- [Exercise requirements] Which lines of the entries contain the word "Idle"? Please list them.

Saved entries
+++

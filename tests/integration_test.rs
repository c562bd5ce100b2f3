// Copyright (c) 2024-2026 Martin Schröder <info@swedishembedded.com>
//
// SPDX-License-Identifier: Apache-2.0
//! End-to-end dispatcher scenarios over a scripted upstream.
//!
//! The scripted upstream implements the same seam as the HTTP client,
//! so these tests exercise the full path: selection → permit → request
//! translation → endpoint walk → error classification → response
//! translation / relay, without any network.

use std::collections::HashMap;
use std::collections::VecDeque;
use std::sync::{Arc, Mutex};
use std::time::Duration;

use async_trait::async_trait;
use futures::StreamExt;
use serde_json::{json, Value};

use switchboard_config::{Config, SelectionStrategy};
use switchboard_core::{
    DispatchError, Dispatcher, FallbackChain, FrameStream, Upstream,
};
use switchboard_pool::{
    build_policy, Account, AccountPool, LimitType, PoolTuning, QuotaClass, QuotaKey,
    SessionTracker, SignatureCache, UsageHistory,
};
use switchboard_protocol::claude::{
    ContentBlock, Delta, Message, MessagesRequest, StopReason, StreamEvent,
};
use switchboard_protocol::gemini::GenerateEnvelope;
use switchboard_upstream::{
    classify_status, CodeAssistInfo, ModelQuota, SseFrame, TokenProvider, UpstreamError,
};

// ─── Scripted upstream ────────────────────────────────────────────────────────

#[derive(Clone)]
enum Scripted {
    /// Unary response body (also served as a single stream frame).
    Ok(Value),
    /// Stream frames served in order.
    Frames(Vec<Value>),
    /// HTTP-level failure classified exactly like the real client.
    Fail { status: u16, body: String },
}
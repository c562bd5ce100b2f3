// Copyright (c) 2024-2026 Martin Schröder <info@swedishembedded.com>
//
// SPDX-License-Identifier: Apache-2.0
//! Coalesced JSON persistence.
//!
//! Every mutation schedules a save; at most one write is in flight per
//! file, with at most one more pending.  A burst of mutations therefore
//! costs two writes, not one per mutation.  Writes go through a temp
//! file + rename so readers never observe a torn file.

use std::path::{Path, PathBuf};
use std::sync::Mutex;

use tracing::{debug, warn};

/// Write `value` to `path` atomically (temp file in the same directory,
/// then rename).
pub fn write_json_atomic(path: &Path, value: &serde_json::Value) -> std::io::Result<()> {
    if let Some(parent) = path.parent() {
        std::fs::create_dir_all(parent)?;
    }
    let tmp = path.with_extension("tmp");
    std::fs::write(&tmp, serde_json::to_vec_pretty(value).unwrap_or_default())?;
    std::fs::rename(&tmp, path)
}

/// Read and parse a JSON file, returning `None` when it does not exist.
pub fn read_json(path: &Path) -> anyhow::Result<Option<serde_json::Value>> {
    if !path.exists() {
        return Ok(None);
    }
    let text = std::fs::read_to_string(path)?;
    Ok(Some(serde_json::from_str(&text)?))
}

enum SaverState {
    Idle,
    InFlight,
    /// A write is running and a newer snapshot is queued behind it.
    Pending(serde_json::Value),
}

/// One persisted file with coalesced asynchronous saves.
pub struct Saver {
    path: PathBuf,
    state: Mutex<SaverState>,
}

impl Saver {
    pub fn new(path: PathBuf) -> Self {
        Self { path, state: Mutex::new(SaverState::Idle) }
    }

    pub fn path(&self) -> &Path {
        &self.path
    }

    /// Schedule `snapshot` to be written.  If a write is already in
    /// flight the snapshot is queued, replacing any previously queued
    /// one (only the newest state matters).
    pub fn schedule(self: &std::sync::Arc<Self>, snapshot: serde_json::Value) {
        {
            let mut state = self.state.lock().unwrap_or_else(|e| e.into_inner());
            match &*state {
                SaverState::Idle => *state = SaverState::InFlight,
                SaverState::InFlight | SaverState::Pending(_) => {
                    *state = SaverState::Pending(snapshot);
                    return;
                }
            }
        }
        self.spawn_write(snapshot);
    }

    fn spawn_write(self: &std::sync::Arc<Self>, snapshot: serde_json::Value) {
        let this = std::sync::Arc::clone(self);
        let write = move || {
            let mut next = Some(snapshot);
            while let Some(value) = next.take() {
                if let Err(e) = write_json_atomic(&this.path, &value) {
                    warn!(path = %this.path.display(), error = %e, "state save failed");
                } else {
                    debug!(path = %this.path.display(), "state saved");
                }
                let mut state = this.state.lock().unwrap_or_else(|e| e.into_inner());
                match std::mem::replace(&mut *state, SaverState::Idle) {
                    SaverState::Pending(v) => {
                        *state = SaverState::InFlight;
                        next = Some(v);
                    }
                    _ => break,
                }
            }
        };

        // Outside a runtime (unit tests, shutdown paths) fall back to a
        // synchronous write.
        match tokio::runtime::Handle::try_current() {
            Ok(handle) => {
                handle.spawn_blocking(write);
            }
            Err(_) => write(),
        }
    }

    /// Synchronous best-effort flush used on shutdown.
    pub fn flush_now(&self, snapshot: serde_json::Value) {
        if let Err(e) = write_json_atomic(&self.path, &snapshot) {
            warn!(path = %self.path.display(), error = %e, "final flush failed");
        }
    }
}

// ─── Unit tests ──────────────────────────────────────────────────────────────

#[cfg(test)]
mod tests {
    use super::*;
    use serde_json::json;
    use std::sync::Arc;

    #[test]
    fn atomic_write_round_trips() {
        let dir = tempfile::tempdir().unwrap();
        let path = dir.path().join("state.json");
        write_json_atomic(&path, &json!({ "a": 1 })).unwrap();
        let v = read_json(&path).unwrap().unwrap();
        assert_eq!(v["a"], 1);
    }

    #[test]
    fn read_missing_file_is_none() {
        let dir = tempfile::tempdir().unwrap();
        assert!(read_json(&dir.path().join("absent.json")).unwrap().is_none());
    }

    #[test]
    fn schedule_outside_runtime_writes_synchronously() {
        let dir = tempfile::tempdir().unwrap();
        let saver = Arc::new(Saver::new(dir.path().join("s.json")));
        saver.schedule(json!({ "n": 1 }));
        let v = read_json(saver.path()).unwrap().unwrap();
        assert_eq!(v["n"], 1);
    }

    #[test]
    fn newest_snapshot_wins() {
        let dir = tempfile::tempdir().unwrap();
        let saver = Arc::new(Saver::new(dir.path().join("s.json")));
        saver.schedule(json!({ "n": 1 }));
        saver.schedule(json!({ "n": 2 }));
        let v = read_json(saver.path()).unwrap().unwrap();
        assert_eq!(v["n"], 2);
    }

    #[tokio::test(flavor = "multi_thread")]
    async fn schedule_inside_runtime_eventually_writes() {
        let dir = tempfile::tempdir().unwrap();
        let saver = Arc::new(Saver::new(dir.path().join("s.json")));
        saver.schedule(json!({ "n": 42 }));
        // spawn_blocking completes quickly; poll briefly.
        for _ in 0..50 {
            if saver.path().exists() {
                break;
            }
            tokio::time::sleep(std::time::Duration::from_millis(10)).await;
        }
        let v = read_json(saver.path()).unwrap().unwrap();
        assert_eq!(v["n"], 42);
    }
}
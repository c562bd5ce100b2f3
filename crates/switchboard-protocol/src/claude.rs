// Copyright (c) 2024-2026 Martin Schröder <info@swedishembedded.com>
//
// SPDX-License-Identifier: Apache-2.0
//! Client-facing chat wire format (`/v1/messages`).
//!
//! Messages carry either a plain string or an array of typed content
//! blocks.  Reasoning blocks ("thinking") come with an opaque signature
//! that the upstream validates on replay, so the types here preserve it
//! byte-for-byte.

use serde::{Deserialize, Serialize};
use serde_json::Value;

/// Signatures shorter than this are treated as absent.  Real signatures
/// are opaque base64 blobs well past this length; tiny values show up
/// when clients echo back placeholder strings.
pub const MIN_SIGNATURE_LEN: usize = 16;

/// Returns `true` when `sig` is long enough to be a real reasoning
/// signature rather than a stripped or placeholder value.
pub fn is_valid_signature(sig: &str) -> bool {
    sig.len() >= MIN_SIGNATURE_LEN
}

// ─── Request ──────────────────────────────────────────────────────────────────

#[derive(Debug, Clone, Serialize, Deserialize)]
pub struct MessagesRequest {
    pub model: String,
    pub messages: Vec<Message>,
    #[serde(default, skip_serializing_if = "Option::is_none")]
    pub system: Option<SystemPrompt>,
    #[serde(default, skip_serializing_if = "Option::is_none")]
    pub max_tokens: Option<u32>,
    #[serde(default, skip_serializing_if = "Option::is_none")]
    pub temperature: Option<f32>,
    #[serde(default, skip_serializing_if = "Option::is_none")]
    pub top_p: Option<f32>,
    #[serde(default, skip_serializing_if = "Option::is_none")]
    pub top_k: Option<u32>,
    #[serde(default, skip_serializing_if = "Vec::is_empty")]
    pub stop_sequences: Vec<String>,
    #[serde(default, skip_serializing_if = "Vec::is_empty")]
    pub tools: Vec<Tool>,
    #[serde(default, skip_serializing_if = "Option::is_none")]
    pub tool_choice: Option<ToolChoice>,
    #[serde(default, skip_serializing_if = "Option::is_none")]
    pub thinking: Option<ThinkingConfig>,
    #[serde(default)]
    pub stream: bool,
    /// Client metadata (`user_id` etc.).  Accepted and ignored.
    #[serde(default, skip_serializing_if = "Option::is_none")]
    pub metadata: Option<Value>,
}

/// The `system` field accepts a plain string or an array of text parts.
#[derive(Debug, Clone, Serialize, Deserialize)]
#[serde(untagged)]
pub enum SystemPrompt {
    Text(String),
    Blocks(Vec<SystemBlock>),
}

#[derive(Debug, Clone, Serialize, Deserialize)]
pub struct SystemBlock {
    #[serde(rename = "type")]
    pub block_type: String,
    #[serde(default)]
    pub text: String,
}

impl SystemPrompt {
    /// Collapse to a single newline-joined string, ignoring non-text blocks.
    pub fn joined_text(&self) -> String {
        match self {
            Self::Text(t) => t.clone(),
            Self::Blocks(blocks) => blocks
                .iter()
                .filter(|b| b.block_type == "text")
                .map(|b| b.text.as_str())
                .collect::<Vec<_>>()
                .join("\n"),
        }
    }
}

/// Extended-thinking request parameters.  `budget_tokens` and `level`
/// are mutually exclusive on the upstream side; the translator resolves
/// the conflict in favour of the explicit budget.
#[derive(Debug, Clone, Serialize, Deserialize)]
pub struct ThinkingConfig {
    #[serde(rename = "type", default, skip_serializing_if = "Option::is_none")]
    pub kind: Option<String>,
    #[serde(default, skip_serializing_if = "Option::is_none")]
    pub budget_tokens: Option<u32>,
    #[serde(default, skip_serializing_if = "Option::is_none")]
    pub level: Option<ThinkingLevel>,
}

#[derive(Debug, Clone, Copy, PartialEq, Eq, Serialize, Deserialize)]
#[serde(rename_all = "lowercase")]
pub enum ThinkingLevel {
    Minimal,
    Low,
    Medium,
    High,
}

#[derive(Debug, Clone, Serialize, Deserialize)]
pub struct Tool {
    pub name: String,
    #[serde(default, skip_serializing_if = "Option::is_none")]
    pub description: Option<String>,
    pub input_schema: Value,
}

#[derive(Debug, Clone, Serialize, Deserialize)]
#[serde(tag = "type", rename_all = "snake_case")]
pub enum ToolChoice {
    Auto,
    Any,
    Tool { name: String },
    None,
}

// ─── Messages & content blocks ────────────────────────────────────────────────

#[derive(Debug, Clone, PartialEq, Eq, Serialize, Deserialize)]
#[serde(rename_all = "lowercase")]
pub enum Role {
    User,
    Assistant,
}

#[derive(Debug, Clone, Serialize, Deserialize)]
pub struct Message {
    pub role: Role,
    pub content: MessageContent,
}

impl Message {
    pub fn user(text: impl Into<String>) -> Self {
        Self { role: Role::User, content: MessageContent::Text(text.into()) }
    }

    pub fn assistant(text: impl Into<String>) -> Self {
        Self { role: Role::Assistant, content: MessageContent::Text(text.into()) }
    }

    pub fn user_blocks(blocks: Vec<ContentBlock>) -> Self {
        Self { role: Role::User, content: MessageContent::Blocks(blocks) }
    }

    pub fn assistant_blocks(blocks: Vec<ContentBlock>) -> Self {
        Self { role: Role::Assistant, content: MessageContent::Blocks(blocks) }
    }

    /// The message content normalised to a block list.  A plain string
    /// becomes a single text block.
    pub fn blocks(&self) -> Vec<ContentBlock> {
        match &self.content {
            MessageContent::Text(t) => vec![ContentBlock::Text { text: t.clone() }],
            MessageContent::Blocks(b) => b.clone(),
        }
    }

    /// Plain text of the message if it is a bare string or a single text block.
    pub fn as_text(&self) -> Option<&str> {
        match &self.content {
            MessageContent::Text(t) => Some(t),
            MessageContent::Blocks(blocks) if blocks.len() == 1 => match &blocks[0] {
                ContentBlock::Text { text } => Some(text),
                _ => None,
            },
            _ => None,
        }
    }

    /// Ids of all tool-use blocks in this message.
    pub fn tool_use_ids(&self) -> Vec<&str> {
        match &self.content {
            MessageContent::Blocks(blocks) => blocks
                .iter()
                .filter_map(|b| match b {
                    ContentBlock::ToolUse { id, .. } => Some(id.as_str()),
                    _ => None,
                })
                .collect(),
            _ => vec![],
        }
    }

    /// Ids of all tool-result blocks in this message.
    pub fn tool_result_ids(&self) -> Vec<&str> {
        match &self.content {
            MessageContent::Blocks(blocks) => blocks
                .iter()
                .filter_map(|b| match b {
                    ContentBlock::ToolResult { tool_use_id, .. } => Some(tool_use_id.as_str()),
                    _ => None,
                })
                .collect(),
            _ => vec![],
        }
    }

    /// Approximate token count for context budgeting.
    ///
    /// chars/4 plus a small per-message overhead.  This is an estimate,
    /// not a tokenization; it only needs to be stable and monotone.
    pub fn approx_tokens(&self) -> usize {
        const PER_MESSAGE_OVERHEAD: usize = 8;
        let chars: usize = self.blocks().iter().map(block_chars).sum();
        chars / 4 + PER_MESSAGE_OVERHEAD
    }
}

fn block_chars(block: &ContentBlock) -> usize {
    match block {
        ContentBlock::Text { text } => text.len(),
        ContentBlock::Thinking { thinking, signature } => {
            thinking.len() + signature.as_deref().map_or(0, str::len)
        }
        ContentBlock::RedactedThinking { data } => data.len(),
        ContentBlock::ToolUse { name, input, .. } => name.len() + input.to_string().len(),
        ContentBlock::ToolResult { content, .. } => match content {
            ToolResultContent::Text(t) => t.len(),
            ToolResultContent::Blocks(blocks) => blocks.iter().map(block_chars).sum(),
        },
        // Images are token-expensive regardless of payload size; use a
        // conservative fixed estimate (~765 tokens).
        ContentBlock::Image { .. } | ContentBlock::Document { .. } => 765 * 4,
    }
}

#[derive(Debug, Clone, Serialize, Deserialize)]
#[serde(untagged)]
pub enum MessageContent {
    Text(String),
    Blocks(Vec<ContentBlock>),
}

#[derive(Debug, Clone, Serialize, Deserialize)]
#[serde(tag = "type", rename_all = "snake_case")]
pub enum ContentBlock {
    Text {
        text: String,
    },
    Thinking {
        thinking: String,
        #[serde(default, skip_serializing_if = "Option::is_none")]
        signature: Option<String>,
    },
    RedactedThinking {
        data: String,
    },
    ToolUse {
        id: String,
        name: String,
        input: Value,
    },
    ToolResult {
        tool_use_id: String,
        #[serde(default = "empty_tool_result")]
        content: ToolResultContent,
        #[serde(default, skip_serializing_if = "Option::is_none")]
        is_error: Option<bool>,
    },
    Image {
        source: MediaSource,
    },
    Document {
        source: MediaSource,
    },
}

fn empty_tool_result() -> ToolResultContent {
    ToolResultContent::Text(String::new())
}

impl ContentBlock {
    pub fn text(text: impl Into<String>) -> Self {
        Self::Text { text: text.into() }
    }

    /// `true` for reasoning blocks carrying a usable signature.
    pub fn has_valid_signature(&self) -> bool {
        match self {
            Self::Thinking { signature, .. } => {
                signature.as_deref().is_some_and(is_valid_signature)
            }
            _ => false,
        }
    }
}

#[derive(Debug, Clone, Serialize, Deserialize)]
#[serde(untagged)]
pub enum ToolResultContent {
    Text(String),
    Blocks(Vec<ContentBlock>),
}

impl ToolResultContent {
    /// Flatten to plain text, ignoring non-text blocks.
    pub fn joined_text(&self) -> String {
        match self {
            Self::Text(t) => t.clone(),
            Self::Blocks(blocks) => blocks
                .iter()
                .filter_map(|b| match b {
                    ContentBlock::Text { text } => Some(text.as_str()),
                    _ => None,
                })
                .collect::<Vec<_>>()
                .join("\n"),
        }
    }

    /// Image blocks embedded in this result.
    pub fn images(&self) -> Vec<&MediaSource> {
        match self {
            Self::Text(_) => vec![],
            Self::Blocks(blocks) => blocks
                .iter()
                .filter_map(|b| match b {
                    ContentBlock::Image { source } => Some(source),
                    _ => None,
                })
                .collect(),
        }
    }
}

/// Image/document payload: inline base64 or a remote URL.
#[derive(Debug, Clone, PartialEq, Eq, Serialize, Deserialize)]
#[serde(tag = "type", rename_all = "snake_case")]
pub enum MediaSource {
    Base64 { media_type: String, data: String },
    Url { url: String },
}

// ─── Response ─────────────────────────────────────────────────────────────────

#[derive(Debug, Clone, Copy, PartialEq, Eq, Serialize, Deserialize)]
#[serde(rename_all = "snake_case")]
pub enum StopReason {
    EndTurn,
    MaxTokens,
    ToolUse,
    StopSequence,
}

#[derive(Debug, Clone, Default, Serialize, Deserialize)]
pub struct Usage {
    pub input_tokens: u64,
    pub output_tokens: u64,
    #[serde(default)]
    pub cache_read_input_tokens: u64,
    #[serde(default)]
    pub cache_creation_input_tokens: u64,
}

#[derive(Debug, Clone, Serialize, Deserialize)]
pub struct MessagesResponse {
    pub id: String,
    #[serde(rename = "type")]
    pub kind: String,
    pub role: Role,
    pub model: String,
    pub content: Vec<ContentBlock>,
    pub stop_reason: Option<StopReason>,
    pub stop_sequence: Option<String>,
    pub usage: Usage,
}

impl MessagesResponse {
    pub fn new(id: impl Into<String>, model: impl Into<String>) -> Self {
        Self {
            id: id.into(),
            kind: "message".into(),
            role: Role::Assistant,
            model: model.into(),
            content: Vec::new(),
            stop_reason: None,
            stop_sequence: None,
            usage: Usage::default(),
        }
    }
}

// ─── Streaming events ─────────────────────────────────────────────────────────

/// One client-facing SSE event.  The serialized `type` tag doubles as the
/// SSE `event:` name.
#[derive(Debug, Clone, Serialize, Deserialize)]
#[serde(tag = "type", rename_all = "snake_case")]
pub enum StreamEvent {
    MessageStart {
        message: MessagesResponse,
    },
    ContentBlockStart {
        index: usize,
        content_block: ContentBlock,
    },
    ContentBlockDelta {
        index: usize,
        delta: Delta,
    },
    ContentBlockStop {
        index: usize,
    },
    MessageDelta {
        delta: MessageDeltaBody,
        usage: Usage,
    },
    MessageStop,
    Ping,
    Error {
        error: ApiError,
    },
}

impl StreamEvent {
    /// The SSE `event:` field for this payload.
    pub fn event_name(&self) -> &'static str {
        match self {
            Self::MessageStart { .. } => "message_start",
            Self::ContentBlockStart { .. } => "content_block_start",
            Self::ContentBlockDelta { .. } => "content_block_delta",
            Self::ContentBlockStop { .. } => "content_block_stop",
            Self::MessageDelta { .. } => "message_delta",
            Self::MessageStop => "message_stop",
            Self::Ping => "ping",
            Self::Error { .. } => "error",
        }
    }
}

#[derive(Debug, Clone, Default, Serialize, Deserialize)]
pub struct MessageDeltaBody {
    pub stop_reason: Option<StopReason>,
    pub stop_sequence: Option<String>,
}

#[derive(Debug, Clone, Serialize, Deserialize)]
#[serde(tag = "type", rename_all = "snake_case")]
pub enum Delta {
    TextDelta { text: String },
    ThinkingDelta { thinking: String },
    SignatureDelta { signature: String },
    InputJsonDelta { partial_json: String },
}

#[derive(Debug, Clone, Serialize, Deserialize)]
pub struct ApiError {
    #[serde(rename = "type")]
    pub kind: String,
    pub message: String,
}

// ─── Unit tests ──────────────────────────────────────────────────────────────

+++

- [Answer to this problem]
    Idle,
        Self { path, state: Mutex::new(SaverState::Idle) }
                SaverState::Idle => *state = SaverState::InFlight,
                match std::mem::replace(&mut *state, SaverState::Idle) {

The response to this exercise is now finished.